His eyes were kind and dark and fathomless as the sea. “Magic is not something we do, lass. It is what we are.”
She swallowed. “I don’t know what I am.”
“Perhaps it is time to find out.”
Her panic resurged. Maybe her life B.C.—Before Conn—wasn’t all that great, but it was her life . Over the years, she’d whittled and shaped herself to fit her family’s expectations, to take her place in the close-knit island community. If she learned too much, if she changed too much, could she ever go home again? What if her family and neighbors couldn’t accept her? Would she be able to reinsert herself back into her old life, like a square peg forced into a round hole?
Would she even want to?
“I can’t do anything,” she said again. And then, more honestly, “I don’t want to do anything.”
“You could watch,” Iestyn said.
In the silence, the gurgle of the fountain seemed very loud. Outside the castle walls, a sea bird cried.
Lucy’s heart hammered in her chest.
Griff and the boys regarded her with varying degrees of interest and expectation.
No pressure there, she thought.
She didn’t owe them anything. She was here because Conn had kidnapped her. And however disappointed she had been not to see him this morning, whatever claims he made about her mother or their highly unlikely future children, she didn’t owe him anything either.
His voice drummed in her ears. “ Your brother knew what he risked and what he rejected. You do not. ”
Lucy frowned. Maybe she owed this to herself.
If she had no magic, would they let her go?

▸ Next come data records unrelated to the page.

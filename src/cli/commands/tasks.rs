use crate::cli::parser::Commands;
use crate::config::Config;
use crate::db::initialize::open_db;
use crate::db::queries::{load_active_tasks, load_tasks, task_average};
use crate::errors::AppResult;
use crate::utils::colors::{GREY, RESET};
use crate::utils::format_duration;
use crate::utils::table::{Column, Table};

/// List tracked tasks with their all-time average.
pub fn handle(cmd: &Commands, cfg: &Config) -> AppResult<()> {
    if let Commands::Tasks { all } = cmd {
        let pool = open_db(&cfg.database)?;
        let tasks = if *all {
            load_tasks(&pool.conn)?
        } else {
            load_active_tasks(&pool.conn)?
        };

        if tasks.is_empty() {
            println!("No tasks yet. Run `rtaskledger sync` first.");
            return Ok(());
        }

        let mut table = Table::new(vec![
            Column::new("ROW", 4),
            Column::new("NAME", 20),
            Column::new("GROUP", 11),
            Column::new("GENRE", 8),
            Column::new("AVERAGE", 8),
            Column::new("STATE", 8),
        ]);

        for t in &tasks {
            let avg = format_duration(task_average(&pool.conn, t.id)?, true);
            table.add_row(vec![
                t.row.to_string(),
                t.name.clone(),
                t.group.to_string(),
                t.genre.clone().unwrap_or_default(),
                avg,
                if t.archived { "archived" } else { "active" }.to_string(),
            ]);
        }
        table.fit();

        for (i, line) in table.render().lines().enumerate() {
            let archived = i > 0 && tasks.get(i - 1).is_some_and(|t| t.archived);
            if archived {
                println!("{GREY}{line}{RESET}");
            } else {
                println!("{}", line);
            }
        }
    }
    Ok(())
}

Her gaze met Griff’s. “Show me.”
“Weather working is the simplest gift and the most common,” Griff lectured in his deep, easy voice. The boys sprawled on the bench and on the grass, clearly bored with a lesson they’d heard too many times before. Lucy perched on the wall bordering the fountain, out of reach of the water, her hands folded in her lap. “The first to come and often the easiest to master.”
“Except for sex,” Roth said.
Griff shot him a sharp look. “Which no woman will be learning from you, laddie. Seeing as you haven’t mastered the art yourself.”
Iestyn grinned.
The bigger boy flushed to the roots of his dark hair.
“Water,” Griff continued, “is our element. So sensing water, feeling it, affecting it, is our power on the earth and over the earth and underground. There is the water you can see and touch—liquid water, rivers and rain and clouds. But it is the water you cannot see that creates the rain and clouds, that cools and warms the earth and sustains all life. This is the water you must know and control if you want to work the weather.”
His explanation sounded oddly like a fifth grade science lesson on the water cycle, Lucy thought. No wonder the boys looked bored. She was having trouble concentrating herself. The day was so gray, and Griff’s voice droned on. “ Rising air . . . absorbing heat . . . energy . . . ”
She shook her head. Not enough sleep.
“Feel the pull from the earth,” Griff urged, quiet as a mourning dove murmuring from the trees on a long, slow, summer afternoon. “Feel the flow of rising water.”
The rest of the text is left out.